BEGIN Provided records

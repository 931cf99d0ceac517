//! `align` command implementation.

use anyhow::{Context, Result};
use contracts::{GridStrategy, Stream, TimeAlignmentConfig, TimeOffset};
use observability::AlignmentStatsAggregator;
use tracing::{info, warn};

use super::{load_inputs, resolve_config};
use crate::cli::{AlignArgs, GridArg};
use crate::error::CliError;

/// Execute the `align` command
pub fn run_align(args: &AlignArgs) -> Result<()> {
    let mut config = resolve_config(&args.tuning)?;
    apply_grid_override(args, &mut config)?;

    let (poses_b_h, poses_w_e) = load_inputs(&args.input)?;
    let mut stats = AlignmentStatsAggregator::new();

    let offset = match args.time_offset {
        Some(seconds) => {
            info!(offset_s = seconds, "Using time offset from CLI, estimation skipped");
            TimeOffset::shifting_a(seconds)
        }
        None => {
            let estimate =
                time_alignment::estimate_time_offset(&poses_b_h, &poses_w_e, &config.filtering)
                    .inspect_err(|e| {
                        observability::record_failure("estimate", e);
                        stats.update_failure(e);
                    })
                    .map_err(CliError::from)
                    .context("Failed to estimate time offset")?;
            observability::record_estimate(&estimate);
            stats.update_estimate(&estimate);
            estimate.offset
        }
    };

    let pair = time_alignment::align_poses(&poses_b_h, &poses_w_e, &offset, &config.alignment)
        .inspect_err(|e| {
            observability::record_failure("align", e);
            stats.update_failure(e);
        })
        .map_err(CliError::from)
        .with_context(|| format!("Failed to align poses with offset {offset}"))?;

    let residual = match time_alignment::alignment_residual(&pair) {
        Ok(residual) => Some(residual),
        Err(e) => {
            warn!(error = %e, "Alignment residual unavailable");
            None
        }
    };
    observability::record_alignment(&pair, residual);
    stats.update_alignment(&pair, residual);

    let samples = pair.len();
    let (aligned_b_h, aligned_w_e) = pair.into_parts();
    pose_io::write_poses(&args.aligned_b_h, &aligned_b_h)
        .map_err(CliError::from)
        .with_context(|| format!("Failed to write {}", args.aligned_b_h.display()))?;
    pose_io::write_poses(&args.aligned_w_e, &aligned_w_e)
        .map_err(CliError::from)
        .with_context(|| format!("Failed to write {}", args.aligned_w_e.display()))?;

    info!(
        samples,
        b_h = %args.aligned_b_h.display(),
        w_e = %args.aligned_w_e.display(),
        "Aligned poses written"
    );

    println!("Time offset: {offset}");
    println!(
        "Aligned {samples} poses per stream over [{:.6}, {:.6}] ({} clock)",
        aligned_b_h.start_time(),
        aligned_b_h.end_time(),
        offset.shifts().other().label()
    );
    println!("{}", stats.summary());

    Ok(())
}

fn apply_grid_override(args: &AlignArgs, config: &mut TimeAlignmentConfig) -> Result<()> {
    let Some(grid) = args.grid else {
        if args.grid_rate.is_some() {
            warn!("--grid-rate ignored without --grid uniform");
        }
        return Ok(());
    };

    config.alignment.grid = match grid {
        GridArg::ReferenceA => GridStrategy::Reference { stream: Stream::A },
        GridArg::ReferenceB => GridStrategy::Reference { stream: Stream::B },
        GridArg::Union => GridStrategy::Union,
        GridArg::Uniform => {
            let rate_hz = args.grid_rate.ok_or_else(|| {
                CliError::invalid_argument("--grid-rate", "required with --grid uniform")
            })?;
            GridStrategy::Uniform { rate_hz }
        }
    };

    config_loader::validate_alignment(&config.alignment)
        .map_err(CliError::from)
        .context("Invalid grid override")?;
    info!(grid = ?config.alignment.grid, "Overriding alignment grid from CLI");
    Ok(())
}
//! Normalized cross-correlation of uniformly resampled signals.
//!
//! Lag `L` pairs `a[i]` with `b[i + L]`. Both signals share one sample period,
//! so the time shift that maps `a` onto `b` at lag `L` is
//! `L * period + (b.start - a.start)`.

use contracts::{AlignError, FilteringConfig};
use tracing::{debug, instrument};

use crate::UniformSignal;

/// Variance below this is treated as a flat signal.
const MIN_VARIANCE: f64 = 1e-18;

/// Best lag found by [`correlate`]
#[derive(Debug, Clone, Copy, PartialEq)]
pub struct CorrelationPeak {
    /// Winning lag in samples
    pub lag: i64,
    /// Pearson correlation at the winning lag
    pub correlation: f64,
    /// Overlapping samples at the winning lag
    pub overlap: usize,
    /// Seconds to add to `a`'s clock to land on `b`'s
    pub shift_s: f64,
    /// Number of lags that were scored
    pub lags_evaluated: usize,
}

/// Search all admissible lags for the maximum normalized cross-correlation
///
/// A lag is admissible when its overlap reaches
/// `min_overlap_fraction * min(len_a, len_b)` samples (at least 2) and, if
/// `max_offset_s` is set, its shift lies within that bound.
///
/// # Errors
/// - `ConfigValidation` for an invalid configuration or a signal period mismatch
/// - `NoOverlap` when no lag is admissible
/// - `InsufficientSignal` when every admissible overlap is flat
#[instrument(
    name = "time_alignment_correlate",
    level = "debug",
    skip_all,
    fields(len_a = a.len(), len_b = b.len())
)]
pub fn correlate(
    a: &UniformSignal,
    b: &UniformSignal,
    config: &FilteringConfig,
) -> Result<CorrelationPeak, AlignError> {
    config.validate()?;
    if (a.period - b.period).abs() > 1e-12 * a.period.abs().max(1.0) {
        return Err(AlignError::config_validation(
            "resampling_rate_hz",
            format!(
                "signals must share one sample period, got {} and {}",
                a.period, b.period
            ),
        ));
    }

    let na = a.len() as i64;
    let nb = b.len() as i64;
    let period = a.period;
    let origin_shift = b.start - a.start;

    let shorter = na.min(nb) as f64;
    let min_overlap = ((config.min_overlap_fraction * shorter).ceil() as i64).max(2);

    let (mut lag_lo, mut lag_hi) = (-(na - 1), nb - 1);
    if let Some(max_offset) = config.max_offset_s {
        lag_lo = lag_lo.max(((-max_offset - origin_shift) / period).ceil() as i64);
        lag_hi = lag_hi.min(((max_offset - origin_shift) / period).floor() as i64);
    }

    let mut best: Option<CorrelationPeak> = None;
    let mut admissible = 0usize;
    let mut scored = 0usize;

    for lag in lag_lo..=lag_hi {
        let start = 0i64.max(-lag);
        let end = na.min(nb - lag);
        let overlap = end - start;
        if overlap < min_overlap {
            continue;
        }
        admissible += 1;

        let xs = &a.values[start as usize..end as usize];
        let ys = &b.values[(start + lag) as usize..(end + lag) as usize];
        let Some(r) = pearson(xs, ys) else {
            continue;
        };
        scored += 1;

        let better = match best {
            None => true,
            Some(ref current) => {
                r > current.correlation
                    || (r == current.correlation && lag.abs() < current.lag.abs())
            }
        };
        if better {
            best = Some(CorrelationPeak {
                lag,
                correlation: r,
                overlap: overlap as usize,
                shift_s: lag as f64 * period + origin_shift,
                lags_evaluated: 0,
            });
        }
    }

    if admissible == 0 {
        return Err(AlignError::NoOverlap {
            a_range: (a.start, a.end()),
            b_range: (b.start, b.end()),
        });
    }

    let mut peak = best.ok_or_else(|| {
        AlignError::insufficient_signal(
            "angular-rate signals are flat over every admissible overlap",
        )
    })?;
    peak.lags_evaluated = scored;

    debug!(
        lag = peak.lag,
        correlation = peak.correlation,
        overlap = peak.overlap,
        shift_s = peak.shift_s,
        lags_evaluated = scored,
        "correlation peak located"
    );

    Ok(peak)
}

/// Pearson correlation; `None` if either side is flat
fn pearson(xs: &[f64], ys: &[f64]) -> Option<f64> {
    let n = xs.len() as f64;
    let mean_x = xs.iter().sum::<f64>() / n;
    let mean_y = ys.iter().sum::<f64>() / n;

    let (mut sxx, mut syy, mut sxy) = (0.0, 0.0, 0.0);
    for (x, y) in xs.iter().zip(ys) {
        let dx = x - mean_x;
        let dy = y - mean_y;
        sxx += dx * dx;
        syy += dy * dy;
        sxy += dx * dy;
    }

    if sxx / n < MIN_VARIANCE || syy / n < MIN_VARIANCE {
        return None;
    }
    Some((sxy / (sxx * syy).sqrt()).clamp(-1.0, 1.0))
}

END Provided records

#### Aim of the exercise:
Reproduce every line of the material above that has the string "Result".

#### Expected output:
use anyhow::{Context, Result};
pub fn run_align(args: &AlignArgs) -> Result<()> {
fn apply_grid_override(args: &AlignArgs, config: &mut TimeAlignmentConfig) -> Result<()> {
) -> Result<CorrelationPeak, AlignError> {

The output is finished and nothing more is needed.